Reputation: 40878
As mentioned a while back by @piRSquared, subclassing a pandas DataFrame in the way suggested in the docs, or by geopandas' GeoDataFrame, opens up the possibility of unwanted mutation of the original object:
class SubFrame(pd.DataFrame):
def __init__(self, *args, **kwargs):
attr = kwargs.pop('attr', None)
super(SubFrame, self).__init__(*args, **kwargs)
self.attr = attr
@property
def _constructor(self):
return SubFrame
def somefunc(self):
"""Add some extended functionality."""
pass
df = pd.DataFrame([[1, 2], [3, 4]])
sf = SubFrame(df, attr=1)
sf[:] = np.nan # Modifies `df`
print(df)
# 0 1
# 0 NaN NaN
# 1 NaN NaN
The error-prone "fix" is to pass a copy at instantiation:
sf = SubFrame(df.copy(), attr=1)
But this is easily subject to user error. My question is: can I create a copy of self
(the passed DataFrame) within class SubFrame
itself?
How would I go about doing this?
If the answer is "No," I appreciate that too, so that I can scrap this endeavor before wasting time on it.

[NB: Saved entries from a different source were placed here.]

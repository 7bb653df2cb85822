// src/degree.rs
use std::collections::HashMap;

use crate::error::{GraphError, GraphResult};
use crate::types::DegreeChange;

/// Maps node id to its current degree, multi-edges counted with
/// multiplicity. A node exists only while its degree is at least 1.
#[derive(Debug, Default)]
pub struct DegreeTable {
    degrees: HashMap<String, u32>,
}

impl DegreeTable {
    pub fn new() -> Self {
        Self {
            degrees: HashMap::new(),
        }
    }

    /// Creates the node at degree 1 if absent, otherwise bumps its degree.
    pub fn increment(&mut self, node: &str) -> DegreeChange {
        match self.degrees.get_mut(node) {
            Some(degree) => {
                let old = *degree;
                *degree += 1;
                DegreeChange {
                    old: Some(old),
                    new: Some(*degree),
                }
            }
            None => {
                self.degrees.insert(node.to_string(), 1);
                DegreeChange {
                    old: None,
                    new: Some(1),
                }
            }
        }
    }

    /// Drops the degree by one, removing the node when it reaches 0.
    /// Decrementing an absent node means an edge was destroyed twice, a
    /// bookkeeping bug, never clamped.
    pub fn decrement(&mut self, node: &str) -> GraphResult<DegreeChange> {
        match self.degrees.get_mut(node) {
            Some(degree) if *degree > 1 => {
                let old = *degree;
                *degree -= 1;
                Ok(DegreeChange {
                    old: Some(old),
                    new: Some(*degree),
                })
            }
            Some(_) => {
                self.degrees.remove(node);
                Ok(DegreeChange {
                    old: Some(1),
                    new: None,
                })
            }
            None => Err(GraphError::DegreeUnderflow(node.to_string())),
        }
    }

    pub fn degree(&self, node: &str) -> Option<u32> {
        self.degrees.get(node).copied()
    }

    pub fn iter(&self) -> impl Iterator<Item = (&str, u32)> {
        self.degrees.iter().map(|(node, degree)| (node.as_str(), *degree))
    }

    pub fn len(&self) -> usize {
        self.degrees.len()
    }

    pub fn is_empty(&self) -> bool {
        self.degrees.is_empty()
    }
}
// src/clock.rs
use chrono::Duration;

use crate::types::Timestamp;

/// Tracks the maximum timestamp seen among accepted events.
///
/// The clock runs on event time, not wall-clock time: it only moves when an
/// accepted event carries a later timestamp, and it never moves backward.
#[derive(Debug, Clone)]
pub struct EventClock {
    latest: Option<Timestamp>,
    window: Duration,
}

impl EventClock {
    pub fn new(window: Duration) -> Self {
        Self {
            latest: None,
            window,
        }
    }

    /// Advance the clock to `max(clock, ts)`. Returns whether it changed.
    pub fn observe(&mut self, ts: Timestamp) -> bool {
        match self.latest {
            Some(latest) if ts <= latest => false,
            _ => {
                self.latest = Some(ts);
                true
            }
        }
    }

    pub fn latest(&self) -> Option<Timestamp> {
        self.latest
    }

    /// Lower bound of the current window, `None` until the first event.
    pub fn window_floor(&self) -> Option<Timestamp> {
        self.latest.map(|latest| latest - self.window)
    }

    /// Whether `ts` falls strictly before the current window floor.
    /// An edge exactly one window old is still inside (inclusive bound).
    pub fn is_late(&self, ts: Timestamp) -> bool {
        match self.window_floor() {
            Some(floor) => ts < floor,
            None => false,
        }
    }
}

The pandas docs suggest two alternatives:
pipe
I've already thoroughly considered both of these, so I'd appreciate if answers can refrain from an opinionated discussion with generic reasons about why these 2 alternatives are better/safer.
Upvotes: 2
Views: 87
Reputation: 411
Self
is not the dataframe you are passing. Regardless, you can perform the copy in the init function.
For example
import copy
def __init__(self, farg, **kwargs):
farg = copy.deepcopy(farg)
attr = kwargs.pop('attr', None)
super().__init__(farg)
self.attr = attr
Should show you that the farg is the df you are passing.
I don't know much about subclassing a DataFrame, so if you want to keep you original init structure you can copy all the *args. Can't speak to the safety of this approach.
def __init__(self, *args, **kwargs):
cargs = tuple(copy.deepcopy(arg) for arg in args)
attr = kwargs.pop('attr', None)
super().__init__(*cargs, **kwargs)
self.attr = attr
Upvotes: 1